アリ・シェフェール:文学を題材に揺らがぬ独自のスタイルで描き続けた画家

(Public Domain /‘Self-portrait’ by Ary Scheffer. Image via WIKIMEDIA COMMONS)
※アリ・シェフェール(1795–1858)

オランダ南ホラント州にあるドルトレヒト出身の画家。ゲーテの「ファウスト」やダンテの「神曲」など、文学から題材をとった作品が多いことで有名である。中でも「神曲」をテーマにした「パオロとフランチェスカ」は肉体や感情の表現が美しく、完成度の高い作品として現在でも評価を受けている。

※パオロとフランチェスカ(1855年)
(Public Domain /‘The Shades of Francesca de Rimini and Paolo in theUnderworld’ by Ary Scheffer. Image via WIKIMEDIA COMMONS)

<さまよい続ける2つの魂を暗黒の背景の中に際立たせる>

シェフェールはオランダで働く肖像画家の息子として生まれました。1809年に父が亡くなると母と共にパリへ移り住み、新古典主義の画家ピエール=ナルシス・ゲランの工房で絵の修行を始めます。修行を終え工房を出る頃、世間ではウジェーヌ・ドラクロワやテオドール・ジェリコーなどロマン主義の画家が流行していましたが、シェフェールは関心がなかったため独自のスタイルで制作を続けました。

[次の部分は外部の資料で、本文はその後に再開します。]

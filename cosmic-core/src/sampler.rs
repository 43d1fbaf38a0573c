//! Series generation: evaluate a probability curve over an evenly spaced domain.
//!
//! Sampling is a pure function of the current parameters: every call returns a
//! freshly allocated series and nothing is cached between calls.

use serde::Serialize;
use tracing::debug;

use crate::error::{CosmicError, Result};
use crate::models::{AsteroidModelParameters, LifeModelParameters};

/// Upper bound on the points in one series.
pub const MAX_SAMPLES: u64 = 100_000;

/// Half-open integer range `[start, end)` walked in fixed steps.
#[derive(Debug, Clone, Copy, PartialEq, Eq, Serialize)]
pub struct SampleDomain {
    start: u64,
    end: u64,
    step: u64,
}

impl SampleDomain {
    pub fn new(start: u64, end: u64, step: u64) -> Result<Self> {
        if step == 0 || end < start {
            return Err(CosmicError::InvalidSampleDomain { start, end, step });
        }
        let samples = (end - start).div_ceil(step);
        if samples > MAX_SAMPLES {
            return Err(CosmicError::TooManySamples {
                samples,
                max: MAX_SAMPLES,
            });
        }
        Ok(Self { start, end, step })
    }

    /// Domain from zero up to `span * factor`, truncated to whole units.
    ///
    /// Bounds that do not fit in a `u64` are rejected rather than saturated.
    pub fn scaled(span: f64, factor: f64, step: f64) -> Result<Self> {
        let end = span * factor;
        let limit = u64::MAX as f64;
        if !end.is_finite()
            || end < 0.0
            || end >= limit
            || !step.is_finite()
            || step < 1.0
            || step >= limit
        {
            return Err(CosmicError::InvalidSampleDomain {
                start: 0,
                end: end.max(0.0) as u64,
                step: step.max(0.0) as u64,
            });
        }
        Self::new(0, end as u64, step as u64)
    }

    pub fn end(&self) -> u64 {
        self.end
    }

    pub fn step(&self) -> u64 {
        self.step
    }

    /// Number of sample points in the domain.
    pub fn len(&self) -> usize {
        let span = self.end - self.start;
        span.div_ceil(self.step) as usize
    }

    pub fn is_empty(&self) -> bool {
        self.end == self.start
    }

    pub fn points(&self) -> impl Iterator<Item = u64> {
        (self.start..self.end).step_by(self.step as usize)
    }
}

/// Ordered `(x, y)` pairs with strictly increasing `x`.
#[derive(Debug, Clone, Default, PartialEq, Serialize)]
#[serde(transparent)]
pub struct SampleSeries {
    points: Vec<(f64, f64)>,
}

impl SampleSeries {
    pub fn as_slice(&self) -> &[(f64, f64)] {
        &self.points
    }

    pub fn len(&self) -> usize {
        self.points.len()
    }

    pub fn is_empty(&self) -> bool {
        self.points.is_empty()
    }

    pub fn iter(&self) -> impl Iterator<Item = &(f64, f64)> {
        self.points.iter()
    }

    /// `(min, max)` of the x values, or `None` for an empty series.
    pub fn x_bounds(&self) -> Option<(f64, f64)> {
        let first = self.points.first()?;
        let last = self.points.last()?;
        Some((first.0, last.0))
    }

    /// `(min, max)` of the y values, or `None` for an empty series.
    pub fn y_bounds(&self) -> Option<(f64, f64)> {
        if self.points.is_empty() {
            return None;
        }
        let (lo, hi) = self
            .points
            .iter()
            .fold((f64::INFINITY, f64::NEG_INFINITY), |(lo, hi), &(_, y)| {
                (lo.min(y), hi.max(y))
            });
        Some((lo, hi))
    }
}

impl FromIterator<(f64, f64)> for SampleSeries {
    fn from_iter<I: IntoIterator<Item = (f64, f64)>>(iter: I) -> Self {
        Self {
            points: iter.into_iter().collect(),
        }
    }
}

/// Evaluate `f` at every point of `domain`.
pub fn sample<F>(domain: &SampleDomain, f: F) -> SampleSeries
where
    F: Fn(u64) -> f64,
{
    let series: SampleSeries = domain.points().map(|x| (x as f64, f(x))).collect();
    debug!(points = series.len(), end = domain.end(), "resampled");
    series
}

pub fn sample_life(params: &LifeModelParameters, domain: &SampleDomain) -> SampleSeries {
    sample(domain, |t| params.probability_at(t as f64))
}

pub fn sample_asteroid(params: &AsteroidModelParameters, domain: &SampleDomain) -> SampleSeries {
    sample(domain, |years| params.probability_within(years))
}

#[cfg(test)]
mod tests {
    use super::*;

    #[test]
    fn rejects_zero_step() {
        assert!(matches!(
            SampleDomain::new(0, 10, 0),
            Err(CosmicError::InvalidSampleDomain { .. })
        ));
    }

    #[test]
    fn rejects_reversed_range() {
        assert!(SampleDomain::new(10, 0, 1).is_err());
    }

    #[test]
    fn end_is_exclusive() {
        let domain = SampleDomain::new(0, 1_000_000, 100_000).unwrap();
        let points: Vec<u64> = domain.points().collect();
        assert_eq!(points.len(), 10);
        assert_eq!(points.first(), Some(&0));
        assert_eq!(points.last(), Some(&900_000));
        assert_eq!(domain.len(), 10);
    }

    #[test]
    fn partial_last_step_is_counted() {
        let domain = SampleDomain::new(0, 10, 3).unwrap();
        assert_eq!(domain.points().collect::<Vec<_>>(), vec![0, 3, 6, 9]);
        assert_eq!(domain.len(), 4);
    }

    #[test]
    fn empty_domain() {
        let domain = SampleDomain::new(5, 5, 1).unwrap();
        assert!(domain.is_empty());
        assert_eq!(domain.len(), 0);
        assert!(sample(&domain, |_| 1.0).is_empty());
    }

    #[test]
    fn scaled_life_domain_has_1200_points() {
        let domain = SampleDomain::scaled(1e12, 1.2, 1e9).unwrap();
        assert_eq!(domain.len(), 1200);
        assert_eq!(domain.points().last(), Some(1_199_000_000_000));
    }

    #[test]
    fn scaled_rejects_fractional_step() {
        assert!(SampleDomain::scaled(1e12, 1.2, 0.5).is_err());
        assert!(SampleDomain::scaled(f64::INFINITY, 1.2, 1e9).is_err());
    }

    #[test]
    fn caps_the_number_of_points() {
        assert!(SampleDomain::new(0, MAX_SAMPLES, 1).is_ok());
        assert_eq!(
            SampleDomain::new(0, MAX_SAMPLES + 1, 1),
            Err(CosmicError::TooManySamples {
                samples: MAX_SAMPLES + 1,
                max: MAX_SAMPLES
            })
        );
        assert!(matches!(
            SampleDomain::scaled(1e12, 1.2, 1.0),
            Err(CosmicError::TooManySamples { .. })
        ));
    }

    #[test]
    fn scaled_rejects_end_past_u64() {
        assert!(matches!(
            SampleDomain::scaled(1e12, 1e10, 1e15),
            Err(CosmicError::InvalidSampleDomain { .. })
        ));
        assert!(SampleDomain::scaled(1e12, 1.2, 1e20).is_err());
    }

    #[test]
    fn life_series_peaks_at_current_age() {
        let params = LifeModelParameters::new(10.0, 100.0).unwrap();
        let domain = SampleDomain::new(0, 120, 10).unwrap();
        let series = sample_life(&params, &domain);
        assert_eq!(series.len(), 12);
        assert_eq!(series.as_slice()[1], (10.0, 1.0));
        assert_eq!(series.as_slice()[10], (100.0, 0.0));
        assert_eq!(series.as_slice()[11], (110.0, 0.0));
        assert_eq!(series.y_bounds(), Some((0.0, 1.0)));
    }

    #[test]
    fn asteroid_series_starts_at_zero() {
        let params = AsteroidModelParameters::default();
        let domain = SampleDomain::new(0, 1_000_000, 100_000).unwrap();
        let series = sample_asteroid(&params, &domain);
        assert_eq!(series.as_slice()[0], (0.0, 0.0));
        assert_eq!(series.x_bounds(), Some((0.0, 900_000.0)));
    }

    #[test]
    fn sampling_is_deterministic() {
        let params = LifeModelParameters::default();
        let domain = SampleDomain::scaled(params.decay_age(), 1.2, 1e9).unwrap();
        assert_eq!(sample_life(&params, &domain), sample_life(&params, &domain));
    }

    #[test]
    fn x_strictly_increasing() {
        let domain = SampleDomain::new(0, 1_000, 7).unwrap();
        let series = sample(&domain, |x| x as f64);
        assert!(series.as_slice().windows(2).all(|w| w[0].0 < w[1].0));
    }
}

彼はバイロンやゲーテの作品をテーマとした文学的な絵画をよく描いており、中でも「パオロとフランチェスカ」は非常に有名な作品となっています。これはダンテの「神曲」をテーマにしたもので、男性パオロと女性フランチェスカが叶わぬ恋だったにも関わらず一線を越えたことで殺されてしまい、地獄をさまようという内容です。絵は地獄でのワンシーンを描いており、暗黒を思わせるような黒い背景の上にさまよう二人を描くことで言葉では表しきれない寂しさなどの感情を強調させています。

※シェフェールが描いたショパンの肖像画
(Public Domain /‘Portrait of Frederic Chopin’ by Ary Scheffer. Image via WIKIMEDIA COMMONS)

<王族との結びつきの強さが失墜を招いた晩年>

シェフェールは絵画以外に肖像画も得意としており、作曲家のフレデリック・ショパン、ピアニスト兼作曲家のフランツ・リスト、フランスの貴族ラファイエットなどの肖像画を描きました。画家は王族から肖像画の依頼を受けることで報酬を得ており、シェフェールも同様にフランス王族の肖像画を描くことで生計を立てていました。一方当時のフランスは一般市民が王族に対し大きな不満を抱えており、王族と結びつきのあるシェフェールは市民から反感をかってしまいます。その結果絵の依頼が減少し、作品の出展も中止となるなど収入は激減していきました。晩年になると自身のアトリエに籠り、シェフェールが好むテイストで絵を描き続けました。その絵が生前に公開されることはありませんでしたが、亡くなったあと展示されるようになり現在も美術館などで見ることができます。

慰める者キリスト(1837年)
(Public Domain /‘Christus Consolator’ by Ary Scheffer. Image via WIKIMEDIA COMMONS)

<シェフェールの描く宗教的作品>

シェフェールは宗教的な作品も描いており、その多くが1830年代〜1840年代にかけて制作されました。どの絵画も彼の特徴がよく表れており、それぞれの表情や風景がとても美しいタッチで描かれています。その中の主要な宗教作品を年代と共にご紹介します。

  • 1837年「慰める者キリスト」
  • 1837年「報いる者キリスト」
  • 1837年「星に導かれし羊飼いたち」
  • 1845年「王冠を置く東方の三博士」
  • 1845年「オリーヴの庭のキリスト」
  • 1845年「十字架を運ぶキリスト」
  • 1845年「埋葬されたキリスト」
  • 1846年「聖アウグスティヌスとモニカ」
※ドルトレヒト中央広場にあるシェフェールの像

<さいごに>

独自のスタイルで制作を続けるも王族との繋がりによって人気を得られなかったアリ・シェフェール。今でこそ高い評価を得ていますが、当時は政治的観点のみで作品が判断されてしまった不遇の画家とも言えるでしょう。有名な肖像画も数多く手がけているので、彼の名前は知らなくても作品は見たことがあるという人は多いかもしれませんね。シェフェールがテーマとして採用したダンテの「神曲」は現在も本として売られオペラにもなっているので、彼の作品「パオロとフランチェスカ」と合わせていろいろな角度から物語を楽しんでみてはいかがでしょうか。

出典:(Wikipedia、アリ・シェフェール)(6,2021)

※本記事はコロナウイルス感染拡大より以前に執筆・掲載された記事です。